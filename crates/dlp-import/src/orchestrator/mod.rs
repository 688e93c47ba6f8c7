//! Import orchestrator - main workflow coordinator.
//!
//! Loads the policy document, discovers the catalog, then runs one
//! [`TableJob`] per table on a bounded worker pool. Tables succeed or fail
//! independently; the [`MigrationResult`] lists every table's report.

use std::sync::Arc;
use std::time::Instant;

use chrono::{DateTime, Utc};
use serde::{Deserialize, Serialize};
use tokio::sync::Semaphore;
use tokio_util::sync::CancellationToken;
use tracing::{error, info, warn};

use crate::catalog::{PolicyDocument, TableCatalog};
use crate::config::Config;
use crate::core::{DeidService, SourceReader, TargetWriter};
use crate::drivers::{source_from_config, target_from_config};
use crate::error::{ErrorScope, MigrateError, Result};
use crate::extract::check_schema;
use crate::pipeline::{JobSettings, TableJob, TableReport, TableStatus};
use crate::project::RowProjector;
use crate::tokenize::{service_from_config, CacheStats, Tokenizer, TokenizerConfig};

/// Import orchestrator.
pub struct Orchestrator {
    config: Arc<Config>,
    reader: Arc<dyn SourceReader>,
    writer: Arc<dyn TargetWriter>,
    service: Arc<dyn DeidService>,
    policy: Option<PolicyDocument>,
}

/// Result of an import run.
#[derive(Debug, Clone, Serialize, Deserialize)]
pub struct MigrationResult {
    /// Unique run identifier.
    pub run_id: String,

    /// Final status: completed, completed_with_errors, failed, cancelled or dry_run.
    pub status: String,

    /// SHA-256 of the configuration used.
    pub config_hash: String,

    /// Total duration in seconds.
    pub duration_seconds: f64,

    pub started_at: DateTime<Utc>,
    pub completed_at: DateTime<Utc>,

    /// Tables in the catalog.
    pub tables_total: usize,

    /// Tables whose destination was replaced.
    pub tables_completed: usize,

    pub tables_failed: usize,
    pub tables_cancelled: usize,

    pub rows_read: u64,
    pub rows_written: u64,
    pub rows_failed: u64,

    /// Average write throughput (rows/second).
    pub rows_per_second: i64,

    /// Token cache counters.
    pub token_cache: CacheStats,

    /// Per-table reports in table order.
    pub tables: Vec<TableReport>,

    /// Resolved plan, filled in for dry runs.
    #[serde(default, skip_serializing_if = "Vec::is_empty")]
    pub plan: Vec<TablePlan>,
}
//! In-process de-identification keyed by a shared secret.

use async_trait::async_trait;
use hmac::{Hmac, Mac};
use sha2::Sha256;

use crate::core::{DeidService, DeidStrategy, TokenRequest};
use crate::error::{MigrateError, Result};

type HmacSha256 = Hmac<Sha256>;

/// Bytes of the HMAC digest rendered into a deterministic token (32 hex chars).
const TOKEN_BYTES: usize = 16;

/// HMAC-SHA256 de-identification service.
///
/// Tokens depend only on the key, the domain, the strategy and the value,
/// so they are stable across runs that share a key.
pub struct LocalDeidService {
    key: Vec<u8>,
    token_prefix: String,
}

impl std::fmt::Debug for LocalDeidService {
    fn fmt(&self, f: &mut std::fmt::Formatter<'_>) -> std::fmt::Result {
        f.debug_struct("LocalDeidService")
            .field("key", &"[REDACTED]")
            .field("token_prefix", &self.token_prefix)
            .finish()
    }
}

impl LocalDeidService {
    pub fn new(key: impl Into<Vec<u8>>, token_prefix: impl Into<String>) -> Result<Self> {
        let key = key.into();
        if key.is_empty() {
            return Err(MigrateError::Config(
                "the local de-identification service needs a non-empty key".into(),
            ));
        }
        Ok(Self {
            key,
            token_prefix: token_prefix.into(),
        })
    }

    /// De-identify one value.
    pub fn transform(&self, request: &TokenRequest) -> Result<String> {
        match request.strategy {
            DeidStrategy::None => Ok(request.value.clone()),
            DeidStrategy::Mask {
                mask_char,
                keep_last,
            } => Ok(mask(&request.value, mask_char, keep_last)),
            DeidStrategy::DeterministicToken => {
                let digest = self.digest(request, 0)?;
                Ok(format!(
                    "{}{}",
                    self.token_prefix,
                    hex::encode(&digest[..TOKEN_BYTES])
                ))
            }
            DeidStrategy::FormatPreserving => self.format_preserving(request),
        }
    }

    /// HMAC over `domain \0 strategy \0 value`, with a block counter for
    /// outputs longer than one digest.
    fn digest(&self, request: &TokenRequest, block: u32) -> Result<[u8; 32]> {
        let mut mac = HmacSha256::new_from_slice(&self.key)
            .map_err(|e| MigrateError::deid_fatal(format!("failed to create HMAC: {}", e)))?;
        mac.update(request.domain.as_key().as_bytes());
        mac.update(&[0]);
        mac.update(request.strategy.name().as_bytes());
        mac.update(&[0]);
        mac.update(request.value.as_bytes());
        if block > 0 {
            mac.update(&[0]);
            mac.update(&block.to_be_bytes());
        }
        let mut out = [0u8; 32];
        out.copy_from_slice(&mac.finalize().into_bytes());
        Ok(out)
    }

    fn format_preserving(&self, request: &TokenRequest) -> Result<String> {
        let mut out = String::with_capacity(request.value.len());
        let mut stream: Vec<u8> = Vec::new();
        let mut block = 0;

        for (i, c) in request.value.chars().enumerate() {
            while stream.len() <= i {
                stream.extend_from_slice(&self.digest(request, block)?);
                block += 1;
            }
            let b = stream[i];
            let mapped = if c.is_ascii_digit() {
                char::from(b'0' + b % 10)
            } else if c.is_ascii_lowercase() {
                char::from(b'a' + b % 26)
            } else if c.is_ascii_uppercase() {
                char::from(b'A' + b % 26)
            } else {
                c
            };
            out.push(mapped);
        }
        Ok(out)
    }
}

/// Replace all but the last `keep_last` characters with `mask_char`.
pub fn mask(value: &str, mask_char: char, keep_last: usize) -> String {
    let len = value.chars().count();
    let masked = len.saturating_sub(keep_last);
    value
        .chars()
        .enumerate()
        .map(|(i, c)| if i < masked { mask_char } else { c })
        .collect()
}

#[async_trait]
impl DeidService for LocalDeidService {
    async fn tokenize(&self, requests: &[TokenRequest]) -> Result<Vec<String>> {
        requests.iter().map(|r| self.transform(r)).collect()
    }

    async fn health_check(&self) -> Result<()> {
        Ok(())
    }

    fn name(&self) -> &str {
        "local"
    }
}

#[cfg(test)]
mod tests {
    use super::*;
    use crate::core::{TableIdentity, TokenDomain};

    fn service() -> LocalDeidService {
        LocalDeidService::new("test-key", "TOK_").unwrap()
    }

    fn req(column: &str, strategy: DeidStrategy, value: &str) -> TokenRequest {
        TokenRequest {
            domain: TokenDomain::Column(TableIdentity::new("ds", "customers").column(column)),
            strategy,
            value: value.into(),
        }
    }

    #[test]
    fn test_deterministic_token_shape_and_stability() {
        let svc = service();
        let r = req("ssn", DeidStrategy::DeterministicToken, "123-45-6789");
        let a = svc.transform(&r).unwrap();
        let b = service().transform(&r).unwrap();
        assert_eq!(a, b);
        assert!(a.starts_with("TOK_"));
        assert_eq!(a.len(), 4 + 32);
        assert!(a[4..].chars().all(|c| c.is_ascii_hexdigit()));
    }

    #[test]
    fn test_domains_separate_tokens() {
        let svc = service();
        let a = svc
            .transform(&req("ssn", DeidStrategy::DeterministicToken, "42"))
            .unwrap();
        let b = svc
            .transform(&req("tax_id", DeidStrategy::DeterministicToken, "42"))
            .unwrap();
        assert_ne!(a, b);
    }

    #[test]
    fn test_key_changes_tokens() {
        let r = req("ssn", DeidStrategy::DeterministicToken, "42");
        let other = LocalDeidService::new("other-key", "TOK_").unwrap();
        assert_ne!(service().transform(&r).unwrap(), other.transform(&r).unwrap());
    }

    #[test]
    fn test_format_preserving_keeps_shape() {
        let svc = service();
        let value = "4111-1111-1111-1111 Ab";
        let out = svc
            .transform(&req("card", DeidStrategy::FormatPreserving, value))
            .unwrap();
        assert_eq!(out.chars().count(), value.chars().count());
        for (a, b) in value.chars().zip(out.chars()) {
            assert_eq!(a.is_ascii_digit(), b.is_ascii_digit());
            assert_eq!(a.is_ascii_lowercase(), b.is_ascii_lowercase());
            assert_eq!(a.is_ascii_uppercase(), b.is_ascii_uppercase());
            if !a.is_ascii_alphanumeric() {
                assert_eq!(a, b);
            }
        }
    }

    #[test]
    fn test_format_preserving_long_values() {
        let value = "9".repeat(100);
        let out = service()
            .transform(&req("card", DeidStrategy::FormatPreserving, &value))
            .unwrap();
        assert_eq!(out.len(), 100);
        assert!(out.chars().all(|c| c.is_ascii_digit()));
    }

    #[test]
    fn test_mask() {
        assert_eq!(mask("555-0100", '*', 4), "****0100");
        assert_eq!(mask("abc", '#', 0), "###");
        assert_eq!(mask("ab", '*', 5), "ab");
        assert_eq!(mask("", '*', 2), "");
    }

    #[test]
    fn test_empty_key_rejected() {
        assert!(LocalDeidService::new(Vec::new(), "TOK_").is_err());
    }
}
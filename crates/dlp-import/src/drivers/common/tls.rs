//! TLS configuration for PostgreSQL connections.

use rustls::ClientConfig;
use tokio_postgres_rustls::MakeRustlsConnect;
use tracing::{info, warn};

use crate::error::{MigrateError, Result};

/// SSL modes accepted in `ssl_mode`.
///
/// Only modes that either disable TLS or fully verify the server are
/// supported; there is no encrypt-without-verify mode.
#[derive(Debug, Clone, Copy, PartialEq, Eq, Default)]
pub enum SslMode {
    /// No TLS (plain TCP connection).
    #[default]
    Disable,
    /// Certificate and hostname verification against the webpki roots.
    VerifyFull,
}

impl SslMode {
    pub fn parse(s: &str) -> Result<Self> {
        match s.to_lowercase().as_str() {
            "disable" | "" => Ok(SslMode::Disable),
            "verify-full" => Ok(SslMode::VerifyFull),
            "verify-ca" => {
                warn!("ssl_mode=verify-ca is treated as verify-full (hostname is also checked)");
                Ok(SslMode::VerifyFull)
            }
            other => Err(MigrateError::Config(format!(
                "Invalid ssl_mode '{}'. Valid values: disable, verify-ca, verify-full",
                other
            ))),
        }
    }

    pub fn requires_tls(&self) -> bool {
        !matches!(self, SslMode::Disable)
    }
}

/// Builds the rustls connector for deadpool-postgres.
pub struct TlsBuilder {
    ssl_mode: SslMode,
}

impl TlsBuilder {
    pub fn new(ssl_mode: SslMode) -> Self {
        Self { ssl_mode }
    }

    /// Connector for the configured mode; `None` when TLS is disabled.
    pub fn build(&self) -> Result<Option<MakeRustlsConnect>> {
        match self.ssl_mode {
            SslMode::Disable => Ok(None),
            SslMode::VerifyFull => {
                info!("ssl_mode=verify-full: certificate and hostname verification enabled");
                Ok(Some(MakeRustlsConnect::new(Self::client_config())))
            }
        }
    }

    fn client_config() -> ClientConfig {
        let mut root_store = rustls::RootCertStore::empty();
        root_store.extend(webpki_roots::TLS_SERVER_ROOTS.iter().cloned());
        ClientConfig::builder()
            .with_root_certificates(root_store)
            .with_no_client_auth()
    }
}
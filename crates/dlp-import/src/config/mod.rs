//! Configuration loading and validation.

mod types;
mod validation;

pub use types::*;

use crate::error::Result;
use sha2::{Digest, Sha256};
use std::path::Path;

impl Config {
    /// Load configuration from a YAML file.
    pub fn load<P: AsRef<Path>>(path: P) -> Result<Self> {
        let content = std::fs::read_to_string(path)?;
        Self::from_yaml(&content)
    }

    /// Parse configuration from a YAML string.
    pub fn from_yaml(yaml: &str) -> Result<Self> {
        let config: Config = serde_yaml::from_str(yaml)?;
        config.validate()?;
        Ok(config)
    }

    /// Validate the configuration.
    pub fn validate(&self) -> Result<()> {
        validation::validate(self)
    }

    /// Compute a SHA256 hash of the configuration, recorded with each run.
    ///
    /// Passwords, the token key and the API token are left out, so the
    /// published hash reveals nothing about them.
    pub fn hash(&self) -> String {
        let mut public = self.clone();
        public.source.password.clear();
        public.target.password.clear();
        public.dlp.key = None;
        public.dlp.api_token = None;
        let yaml = serde_yaml::to_string(&public).unwrap_or_default();
        let mut hasher = Sha256::new();
        hasher.update(yaml.as_bytes());
        format!("{:x}", hasher.finalize())
    }
}

/// Whether a `type` value names the PostgreSQL driver.
pub fn is_postgres_type(kind: &str) -> bool {
    matches!(
        kind.to_lowercase().as_str(),
        "postgres" | "postgresql" | "pg"
    )
}

#[cfg(test)]
mod tests {
    use super::*;

    const MINIMAL: &str = r#"
source:
  host: db.internal
  database: crm
  user: reader
  password: secret
target:
  type: jsonl
  dataset: analytics
  output_dir: /tmp/out
dlp:
  key: k
  policy:
    bucket: /etc/dlp
    object: policy.yaml
"#;

    #[test]
    fn test_from_yaml_applies_defaults() {
        let config = Config::from_yaml(MINIMAL).unwrap();
        assert_eq!(config.source.port, 5432);
        assert_eq!(config.source.schema, "public");
        assert_eq!(config.dlp.service, "local");
        assert_eq!(config.dlp.token_prefix, "TOK_");
        assert_eq!(config.migration.max_attempts, 3);
        assert!(config.migration.fail_fast);
        assert!(config.migration.excluded_tables.is_empty());
    }

    #[test]
    fn test_hash_is_stable_and_sensitive() {
        let a = Config::from_yaml(MINIMAL).unwrap();
        let b = Config::from_yaml(MINIMAL).unwrap();
        assert_eq!(a.hash(), b.hash());

        let mut c = a.clone();
        c.migration.excluded_tables.push("audit_log".into());
        assert_ne!(a.hash(), c.hash());
    }

    #[test]
    fn test_hash_ignores_secrets() {
        let a = Config::from_yaml(MINIMAL).unwrap();
        let mut b = a.clone();
        b.source.password = "rotated".into();
        b.target.password = "rotated".into();
        b.dlp.key = Some("another-key".into());
        b.dlp.api_token = Some("token".into());
        assert_eq!(a.hash(), b.hash());
    }

    #[test]
    fn test_postgres_type_aliases() {
        assert!(is_postgres_type("postgres"));
        assert!(is_postgres_type("PostgreSQL"));
        assert!(is_postgres_type("pg"));
        assert!(!is_postgres_type("jsonl"));
    }

    #[test]
    fn test_from_yaml_rejects_invalid() {
        let broken = MINIMAL.replace("dataset: analytics", "dataset: \"\"");
        assert!(Config::from_yaml(&broken).is_err());
    }
}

+---+

§ Task item: The first line of the records begins the span, and the line containing "use crate::extract::check_schema;" ends it. Reproduce that span exactly, both ends included.

§ Written response:
filename crates/dlp-import/src/orchestrator/mod.rs
repository 688e93c47ba6f8c7
//! Import orchestrator - main workflow coordinator.
//!
//! Loads the policy document, discovers the catalog, then runs one
//! [`TableJob`] per table on a bounded worker pool. Tables succeed or fail
//! independently; the [`MigrationResult`] lists every table's report.

use std::sync::Arc;
use std::time::Instant;

use chrono::{DateTime, Utc};
use serde::{Deserialize, Serialize};
use tokio::sync::Semaphore;
use tokio_util::sync::CancellationToken;
use tracing::{error, info, warn};

use crate::catalog::{PolicyDocument, TableCatalog};
use crate::config::Config;
use crate::core::{DeidService, SourceReader, TargetWriter};
use crate::drivers::{source_from_config, target_from_config};
use crate::error::{ErrorScope, MigrateError, Result};
use crate::extract::check_schema;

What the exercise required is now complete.